The development of opera
At the end of the 17th century, the Neapolitan opera school represented by Asia 6?1 Scarlatti had the greatest influence in Rome. This music school did not use chorus and ballet scenes in the play, but highly developed the solo singing technique known as "Bel Canto" in later generations. When this style of "singing work first" goes to extremes, the opera's original dramatic expressiveness and ideological connotation are almost lost. As a result, in the 1720s, the comic opera genre, which was based on daily life, had humorous plots and simple music, emerged. The first example of Italian comic opera is Pagolesi's "The Housewife" (premiered in 1733). The play was originally an interlude of a serious opera. When it was performed in Paris in 1752, it was He was slandered by conservatives, thus setting off the famous "Comic Opera Controversy" in the history of opera. The first comic opera in France, "The Soothsayer" written by Rousseau, was born under the inspiration of this debate and this opera.
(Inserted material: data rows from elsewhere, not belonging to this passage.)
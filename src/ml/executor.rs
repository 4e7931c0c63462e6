// ============================================================
// Layer 5 — Program Executor (Burn)
// ============================================================
// Interprets a ProgramDesc op by op on a Burn backend.
//
// All values are held as rank-1 Burn tensors with the logical
// shape tracked next to them. The ops are all elementwise or
// full reductions, so the flat layout is enough.
//
// Device selection mirrors the run config:
//   use_gpu = 1 → Wgpu on discrete GPU 0
//   use_gpu = 0 → NdArray on the CPU
//
// Persistable variables are read from the caller's Scope at the
// start of each op that uses them and written back straight
// away. Nothing survives between `run` calls except what is in
// the Scope.

use anyhow::Result;
use burn::{
    backend::{
        ndarray::NdArrayDevice,
        wgpu::WgpuDevice,
        NdArray, Wgpu,
    },
    prelude::*,
    tensor::ElementConversion,
};
use std::{collections::HashMap, path::Path};

use crate::domain::error::InferError;
use crate::domain::scope::Scope;
use crate::domain::tensor::{Batch, HostTensor};
use crate::domain::traits::{InferenceEngine, LoadedModel};
use crate::ml::program::{OpDesc, ProgramDesc};

// ─── Place ────────────────────────────────────────────────────────────────────
/// Where the program executes.
#[derive(Debug, Clone, Copy, PartialEq, Eq)]
pub enum Place {
    Cpu,
    Gpu(usize),
}

impl Place {
    pub fn from_use_gpu(use_gpu: bool) -> Self {
        if use_gpu {
            Place::Gpu(0)
        } else {
            Place::Cpu
        }
    }
}

// ─── DeviceTensor ─────────────────────────────────────────────────────────────
/// Flat device tensor plus its logical shape
#[derive(Clone)]
struct DeviceTensor<B: Backend> {
    data: Tensor<B, 1>,
    shape: Vec<usize>,
}

impl<B: Backend> DeviceTensor<B> {
    fn upload(host: &HostTensor, device: &B::Device) -> Self {
        Self {
            data: Tensor::<B, 1>::from_floats(host.values.as_slice(), device),
            shape: host.shape.clone(),
        }
    }

    fn download(&self) -> Result<HostTensor> {
        let values = self
            .data
            .clone()
            .into_data()
            .convert::<f32>()
            .to_vec::<f32>()
            .map_err(|e| InferError::Execution(format!("tensor readback failed: {e:?}")))?;
        Ok(HostTensor { shape: self.shape.clone(), values })
    }

    fn numel(&self) -> usize {
        self.shape.iter().product()
    }

    /// Value of a single-element tensor
    fn scalar(&self) -> f32 {
        self.data.clone().sum().into_scalar().elem::<f32>()
    }
}

// ─── BurnExecutor ─────────────────────────────────────────────────────────────
pub struct BurnExecutor<B: Backend> {
    device: B::Device,
}

impl<B: Backend> BurnExecutor<B> {
    pub fn new(device: B::Device) -> Self {
        Self { device }
    }

    fn eval_op(
        &self,
        op: &OpDesc,
        env: &mut HashMap<String, DeviceTensor<B>>,
        scope: &mut Scope,
    ) -> Result<()> {
        let value = match op {
            OpDesc::Identity { x, .. } => lookup(env, x)?.clone(),

            OpDesc::Scale { x, scale, bias, .. } => {
                let x = lookup(env, x)?;
                DeviceTensor {
                    data: x.data.clone().mul_scalar(*scale).add_scalar(*bias),
                    shape: x.shape.clone(),
                }
            }

            OpDesc::ElementwiseAdd { x, y, .. } => {
                let (x, y) = (lookup(env, x)?, lookup(env, y)?);
                binary(x, y, "elementwise_add", |a, b| a + b, |a, s| a.add_scalar(s))?
            }

            OpDesc::ElementwiseMul { x, y, .. } => {
                let (x, y) = (lookup(env, x)?, lookup(env, y)?);
                binary(x, y, "elementwise_mul", |a, b| a * b, |a, s| a.mul_scalar(s))?
            }

            OpDesc::Sigmoid { x, .. } => {
                let x = lookup(env, x)?;
                DeviceTensor {
                    data: burn::tensor::activation::sigmoid(x.data.clone()),
                    shape: x.shape.clone(),
                }
            }

            OpDesc::ReduceMean { x, .. } => {
                let x = lookup(env, x)?;
                if x.numel() == 0 {
                    return Err(InferError::Execution("reduce_mean of an empty tensor".into()).into());
                }
                DeviceTensor { data: x.data.clone().mean(), shape: vec![1] }
            }

            OpDesc::Accumulate { x, var, .. } => {
                let x = lookup(env, x)?;
                let state = scope.var(var).ok_or_else(|| {
                    InferError::Execution(format!("persistable '{var}' is not in scope"))
                })?;
                let state = DeviceTensor::<B>::upload(state, &self.device);

                let updated = if state.shape == x.shape {
                    state.data + x.data.clone()
                } else {
                    let total = x.data.clone().sum().into_scalar().elem::<f32>();
                    state.data.add_scalar(total)
                };
                let updated = DeviceTensor { data: updated, shape: state.shape };
                scope.set(var.clone(), updated.download()?);
                env.insert(var.clone(), updated.clone());
                updated
            }
        };

        env.insert(op.output().to_string(), value);
        Ok(())
    }
}

impl<B: Backend> InferenceEngine for BurnExecutor<B> {
    type Program = ProgramDesc;

    fn load_inference_model(
        &self,
        dir: &Path,
        scope: &mut Scope,
    ) -> Result<LoadedModel<ProgramDesc>> {
        let program = ProgramDesc::load_from_dir(dir)?;
        for (name, shape) in &program.persistables {
            scope.declare(name, shape);
        }
        tracing::debug!(
            "Loaded program from '{}': {} op(s), feed={:?}, fetch={:?}",
            dir.display(),
            program.ops.len(),
            program.feed,
            program.fetch
        );
        Ok(LoadedModel {
            feed_names: program.feed.clone(),
            fetch_names: program.fetch.clone(),
            program,
        })
    }

    fn run(
        &self,
        model: &LoadedModel<ProgramDesc>,
        feed: &Batch,
        scope: &mut Scope,
    ) -> Result<Vec<HostTensor>> {
        let program = &model.program;
        let mut env: HashMap<String, DeviceTensor<B>> = HashMap::new();

        for name in &model.feed_names {
            let host = feed.get(name).ok_or_else(|| {
                InferError::Execution(format!("feed variable '{name}' missing from batch"))
            })?;
            env.insert(name.clone(), DeviceTensor::upload(host, &self.device));
        }
        for (name, param) in &program.params {
            let host = HostTensor { shape: param.shape.clone(), values: param.values.clone() };
            env.insert(name.clone(), DeviceTensor::upload(&host, &self.device));
        }
        for name in program.persistables.keys() {
            if let Some(host) = scope.var(name) {
                env.insert(name.clone(), DeviceTensor::upload(host, &self.device));
            }
        }

        for op in &program.ops {
            self.eval_op(op, &mut env, scope)?;
        }

        model
            .fetch_names
            .iter()
            .map(|name| lookup(&env, name)?.download())
            .collect()
    }
}

fn lookup<'a, B: Backend>(
    env: &'a HashMap<String, DeviceTensor<B>>,
    name: &str,
) -> Result<&'a DeviceTensor<B>> {
    env.get(name)
        .ok_or_else(|| InferError::Execution(format!("variable '{name}' is not defined")).into())
}

/// Same-shape elementwise op, or scalar broadcast when `y` has one element.
fn binary<B: Backend>(
    x: &DeviceTensor<B>,
    y: &DeviceTensor<B>,
    op_name: &str,
    elementwise: impl Fn(Tensor<B, 1>, Tensor<B, 1>) -> Tensor<B, 1>,
    with_scalar: impl Fn(Tensor<B, 1>, f32) -> Tensor<B, 1>,
) -> Result<DeviceTensor<B>> {
    let data = if x.shape == y.shape {
        elementwise(x.data.clone(), y.data.clone())
    } else if y.numel() == 1 {
        with_scalar(x.data.clone(), y.scalar())
    } else {
        return Err(InferError::Execution(format!(
            "{op_name}: shapes {:?} and {:?} are not compatible",
            x.shape, y.shape
        ))
        .into());
    };
    Ok(DeviceTensor { data, shape: x.shape.clone() })
}

// ─── DeviceExecutor ───────────────────────────────────────────────────────────
/// Executor bound to the backend chosen by `Place`, so callers
/// outside this layer never name a Burn type.
pub enum DeviceExecutor {
    Cpu(BurnExecutor<NdArray>),
    Gpu(BurnExecutor<Wgpu>),
}

impl DeviceExecutor {
    pub fn for_place(place: Place) -> Self {
        match place {
            Place::Cpu => Self::Cpu(BurnExecutor::new(NdArrayDevice::Cpu)),
            Place::Gpu(index) => Self::Gpu(BurnExecutor::new(WgpuDevice::DiscreteGpu(index))),
        }
    }
}

impl InferenceEngine for DeviceExecutor {
    type Program = ProgramDesc;

    fn load_inference_model(
        &self,
        dir: &Path,
        scope: &mut Scope,
    ) -> Result<LoadedModel<ProgramDesc>> {
        match self {
            Self::Cpu(exe) => exe.load_inference_model(dir, scope),
            Self::Gpu(exe) => exe.load_inference_model(dir, scope),
        }
    }

    fn run(
        &self,
        model: &LoadedModel<ProgramDesc>,
        feed: &Batch,
        scope: &mut Scope,
    ) -> Result<Vec<HostTensor>> {
        match self {
            Self::Cpu(exe) => exe.run(model, feed, scope),
            Self::Gpu(exe) => exe.run(model, feed, scope),
        }
    }
}

// ─── Unit Tests ───────────────────────────────────────────────────────────────
#[cfg(test)]
mod tests {
    use super::*;
    use crate::ml::program::MODEL_FILENAME;
    use std::fs;
    use tempfile::tempdir;

    type TestBackend = NdArray;

    fn executor() -> BurnExecutor<TestBackend> {
        BurnExecutor::new(NdArrayDevice::Cpu)
    }

    fn feed_x(values: Vec<f32>) -> Batch {
        let mut batch = Batch::new();
        let len = values.len();
        batch.insert("x", HostTensor::new(vec![len, 1], values).unwrap());
        batch
    }

    fn load(json: &str, scope: &mut Scope) -> LoadedModel<ProgramDesc> {
        let dir = tempdir().unwrap();
        fs::write(dir.path().join(MODEL_FILENAME), json).unwrap();
        executor().load_inference_model(dir.path(), scope).unwrap()
    }

    fn assert_close(actual: &[f32], expected: &[f32]) {
        assert_eq!(actual.len(), expected.len());
        for (a, e) in actual.iter().zip(expected) {
            assert!((a - e).abs() < 1e-5, "{actual:?} != {expected:?}");
        }
    }

    #[test]
    fn test_identity_returns_feed() {
        let mut scope = Scope::new();
        let model = load(
            r#"{"feed":["x"],"fetch":["y"],"ops":[{"type":"identity","x":"x","out":"y"}]}"#,
            &mut scope,
        );
        let out = executor().run(&model, &feed_x(vec![1.0, 3.0]), &mut scope).unwrap();
        assert_eq!(out.len(), 1);
        assert_eq!(out[0].shape, vec![2, 1]);
        assert_close(&out[0].values, &[1.0, 3.0]);
    }

    #[test]
    fn test_scale_mul_and_mean() {
        let mut scope = Scope::new();
        let model = load(
            r#"{
                "feed": ["x"],
                "fetch": ["h", "m"],
                "params": {"w": {"shape": [1], "values": [2.0]}},
                "ops": [
                    {"type": "elementwise_mul", "x": "x", "y": "w", "out": "a"},
                    {"type": "scale", "x": "a", "out": "h", "scale": 1.0, "bias": 1.0},
                    {"type": "reduce_mean", "x": "h", "out": "m"}
                ]
            }"#,
            &mut scope,
        );
        let out = executor().run(&model, &feed_x(vec![1.0, 2.0, 3.0]), &mut scope).unwrap();
        assert_close(&out[0].values, &[3.0, 5.0, 7.0]);
        assert_eq!(out[1].shape, vec![1]);
        assert_close(&out[1].values, &[5.0]);
    }

    #[test]
    fn test_sigmoid_of_zero_is_half() {
        let mut scope = Scope::new();
        let model = load(
            r#"{"feed":["x"],"fetch":["p"],"ops":[{"type":"sigmoid","x":"x","out":"p"}]}"#,
            &mut scope,
        );
        let out = executor().run(&model, &feed_x(vec![0.0]), &mut scope).unwrap();
        assert_close(&out[0].values, &[0.5]);
    }

    #[test]
    fn test_accumulate_persists_in_scope() {
        let mut scope = Scope::new();
        let model = load(
            r#"{
                "feed": ["x"],
                "fetch": ["s"],
                "persistables": {"_generated_var_0": [1]},
                "ops": [{"type": "accumulate", "x": "x", "var": "_generated_var_0", "out": "s"}]
            }"#,
            &mut scope,
        );
        assert_eq!(scope.read("_generated_var_0"), Some(HostTensor::zeros(&[1])));

        let exe = executor();
        exe.run(&model, &feed_x(vec![1.0, 2.0]), &mut scope).unwrap();
        let out = exe.run(&model, &feed_x(vec![4.0]), &mut scope).unwrap();

        assert_close(&out[0].values, &[7.0]);
        assert_close(&scope.read("_generated_var_0").unwrap().values, &[7.0]);
    }

    #[test]
    fn test_missing_feed_is_execution_error() {
        let mut scope = Scope::new();
        let model = load(
            r#"{"feed":["x"],"fetch":["x"],"ops":[]}"#,
            &mut scope,
        );
        let err = executor().run(&model, &Batch::new(), &mut scope).unwrap_err();
        assert!(matches!(
            err.downcast_ref::<InferError>(),
            Some(InferError::Execution(_))
        ));
    }

    #[test]
    fn test_incompatible_shapes_is_execution_error() {
        let mut scope = Scope::new();
        let model = load(
            r#"{
                "feed": ["x"],
                "fetch": ["y"],
                "params": {"w": {"shape": [3], "values": [1.0, 2.0, 3.0]}},
                "ops": [{"type": "elementwise_add", "x": "x", "y": "w", "out": "y"}]
            }"#,
            &mut scope,
        );
        let err = executor().run(&model, &feed_x(vec![1.0, 2.0]), &mut scope).unwrap_err();
        assert!(matches!(
            err.downcast_ref::<InferError>(),
            Some(InferError::Execution(_))
        ));
    }

    #[test]
    fn test_place_from_use_gpu() {
        assert_eq!(Place::from_use_gpu(true), Place::Gpu(0));
        assert_eq!(Place::from_use_gpu(false), Place::Cpu);
    }
}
Italian opera was the first to be transformed in France and combined with French national culture. Lully was the founder of French opera ("lyrical tragedy"). In addition to creating solo melodies that were closely integrated with French, he also pioneered the use of ballet scenes in opera. In England, Purcell created Britain's first national opera, Didon and Aeneas, based on the country's masquerade tradition. In Germany and Austria, folk operas were developed into German and Austrian national operas by Haydn, Dietersdorf, Mozart and others. Representative works include Mozart's "The Magic Flute". By the 18th century, Gluck, aiming at the mediocrity and superficiality of operas in Naples at that time, insisted that operas must have profound content, music and drama must be unified, and the performance should be simple and natural. His ideas and works such as "Orfeo and Eurydice" and "Iphigenes in Olyd" had a great influence on the development of opera in later generations.
After the 19th century, Italy’s G. Rossini, G. Verdi, G. Puccini, Germany’s R. Wagner, France’s G. Bizet, Russia’s M.I. Glinka, Opera masters such as M.P. Mussorgsky and P.N. Tchaikovsky have made important contributions to the development of opera. "Opera" (operettta, meaning: little opera), which was formed in the 18th century, has evolved and developed into an independent genre. Its characteristics are: short structure, popular music, in addition to solo, duet, chorus, and dance, it also uses spoken language. The Austrian composer Sobey and the French composer Offen Bach, originally from Germany, are the founders of this genre.
Among the opera composers of the 20th century, the early representative figure was Richard Strauss ("Salome", "Den Rosenkavalier") who was influenced by Wagner; Berg ("Wozzeck") who applied the principle of atonality in opera creation; since the 1940s: Stravinsky, Prokofiev, Milhaud, Manotti, Barbier, Orff, Janastella, Henze, More and the famous British composer Britten, etc.